There are formulas which I can find and send but sometimes I feel its too much to keep up with in addition to everything else u have to know escpecially the 3 sets one(comparitively 2 sets formula are easy to keep up with). I feel using Ven diagram and some logic almost all of these set problems can be solved within 2 -2.5 minutes or less depending on the problem given the variations in how the the questions can be worded with sets.

Hope my solution is correct and dint mess up anything silly in calculations along the way.


Draw three circles intersecting each other(don't have anything where I can draw a circle and upload so I am explaining it in detail so that u can try it yourself).

Areas unique to each circle:--

Call the parts unique to each circle a(Milk),b(Chicken),c(Eggs)

Areas common to just 2 circles:--

Milk and Chicken intersection call it x
Chicken and eggs intersection call it y
Milk and eggs intersection call it z

Area common to all three circles:--
Milk and Chicken and Eggs intersection call it k

We need to find x+y+z

a+b+c+x+y+z+k =100 (we are dealing with % and none is 0 since every one bought atleast 1 product)
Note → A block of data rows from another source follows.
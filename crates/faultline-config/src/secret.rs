// Copyright (c) 2025 Geoffrey Huntley <ghuntley@ghuntley.com>. All rights reserved.
// SPDX-License-Identifier: Proprietary

//! Redacting holder for the ingestion API key.

use std::fmt;

use serde::Deserialize;
use zeroize::Zeroize;

const REDACTED: &str = "[REDACTED]";

/// A value that never shows up in `Debug` output and is zeroized on drop.
/// Read it with [`Secret::expose`].
#[derive(Clone, Deserialize, Zeroize)]
#[serde(transparent)]
#[zeroize(drop)]
pub struct Secret<T: Zeroize>(T);

pub type SecretString = Secret<String>;

impl<T: Zeroize> Secret<T> {
	pub fn new(inner: T) -> Self {
		Self(inner)
	}

	pub fn expose(&self) -> &T {
		&self.0
	}
}

impl<T: Zeroize> fmt::Debug for Secret<T> {
	fn fmt(&self, f: &mut fmt::Formatter<'_>) -> fmt::Result {
		f.debug_tuple("Secret").field(&REDACTED).finish()
	}
}

#[cfg(test)]
mod tests {
	use super::*;
	use proptest::prelude::*;

	#[test]
	fn deserializes_from_a_plain_string() {
		let parsed: SecretString = serde_json::from_str("\"ft_live_abc123\"").unwrap();
		assert_eq!(parsed.expose(), "ft_live_abc123");
		assert_eq!(format!("{parsed:?}"), "Secret(\"[REDACTED]\")");
	}

	proptest! {
		#[test]
		fn debug_never_contains_the_key(value in "[a-zA-Z0-9_]{12,40}") {
			let secret = Secret::new(value.clone());
			let debug_direct = format!("{secret:?}");
			let debug_clone = format!("{:?}", secret.clone());
			prop_assert!(!debug_direct.contains(&value));
			prop_assert!(!debug_clone.contains(&value));
		}
	}
}
use std::collections::HashMap;

use roster_core::errors::{RosterError, RosterResult};
use roster_core::RosterConfigSnapshot;
use roster_query::{FilterQuery, ListQuery, SortDirection, SortSpec, DEFAULT_PAGE_SIZE};

pub const DEFAULT_MAX_PAGE_SIZE: usize = 100;

/// `paginate.default` / `paginate.max`, read once per directory.
#[derive(Debug, Clone, Copy, PartialEq, Eq)]
pub struct Paging {
    pub default: usize,
    pub max: usize,
}

impl Default for Paging {
    fn default() -> Self {
        Self {
            default: DEFAULT_PAGE_SIZE,
            max: DEFAULT_MAX_PAGE_SIZE,
        }
    }
}

impl Paging {
    /// Read `paginate.default` / `paginate.max`; unset keys take the
    /// defaults, a set key must be an integer >= 1.
    pub fn from_config(config: &RosterConfigSnapshot) -> RosterResult<Self> {
        let fallback = Self::default();
        Ok(Self {
            default: page_setting(config, "paginate.default", fallback.default)?,
            max: page_setting(config, "paginate.max", fallback.max)?,
        })
    }
}

fn page_setting(config: &RosterConfigSnapshot, key: &str, fallback: usize) -> RosterResult<usize> {
    match config.get(key) {
        None => Ok(fallback),
        Some(raw) => match raw.parse::<usize>() {
            Ok(n) if n >= 1 => Ok(n),
            _ => Err(RosterError::invalid_argument(format!(
                "{key} must be an integer >= 1, got '{raw}'"
            ))
            .into_anyhow()),
        },
    }
}

/// Params for `find` on the clients/employees services.
#[derive(Debug, Clone, Default, PartialEq, Eq)]
pub struct ListParams {
    pub query: ListQuery,
}

impl From<ListQuery> for ListParams {
    fn from(query: ListQuery) -> Self {
        Self { query }
    }
}

fn parse_number(key: &str, raw: &str) -> RosterResult<usize> {
    raw.parse::<usize>().map_err(|_| {
        RosterError::invalid_argument(format!("{key} must be a positive integer, got '{raw}'"))
            .into_anyhow()
    })
}

impl ListParams {
    /// Build from a Feathers-style query map:
    /// `search`, `$sort`, `$dir`, `$page`, `$limit`; every other key is a
    /// categorical filter on the field of that name.
    pub fn from_query(query: &HashMap<String, String>, paging: &Paging) -> RosterResult<Self> {
        let mut filter = FilterQuery::new();
        let mut sort_field = None;
        let mut direction = SortDirection::Asc;
        let mut page = 1;
        let mut page_size = paging.default;

        for (key, value) in query {
            match key.as_str() {
                "search" => filter.search_text = value.clone(),
                "$sort" => sort_field = Some(value.clone()),
                "$dir" => direction = SortDirection::parse(value)?,
                "$page" => page = parse_number(key, value)?,
                "$limit" => page_size = parse_number(key, value)?,
                _ => {
                    filter.filters.insert(key.clone(), value.clone());
                }
            }
        }

        Ok(Self {
            query: ListQuery {
                filter,
                sort: sort_field.map(|field| SortSpec { field, direction }),
                page,
                page_size,
            },
        })
    }
}

/// Params for the per-client subscriptions service.
#[derive(Debug, Clone, Default, PartialEq, Eq)]
pub struct SubscriptionParams {
    pub client_id: String,
    pub list: ListParams,
}

impl SubscriptionParams {
    pub fn for_client(client_id: impl Into<String>) -> Self {
        Self {
            client_id: client_id.into(),
            list: ListParams::default(),
        }
    }

    pub fn with_query(mut self, query: ListQuery) -> Self {
        self.list = query.into();
        self
    }
}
i.e. a+b+c+x+y+z+10(k) =100
a+b+c+x+y+z = 90 (1)


a+x+y+10(k) = 60
a+x+y = 50 (2)

b+x+z+10(k) = 50
b+x+z= 40 (3)


c+y+10+z = 35
c+y+z = 25 (4)


Add (2),(3),(4)

a+b+c+x+y+z+x+y+z = 115

But from (1) we know a+b+c+x+y+z = 90

so 90+x+y+z= 115
x+y+z = 25


The calculation part takes less time(all we have done is addition) but with all my explanation above it may look like a long solution.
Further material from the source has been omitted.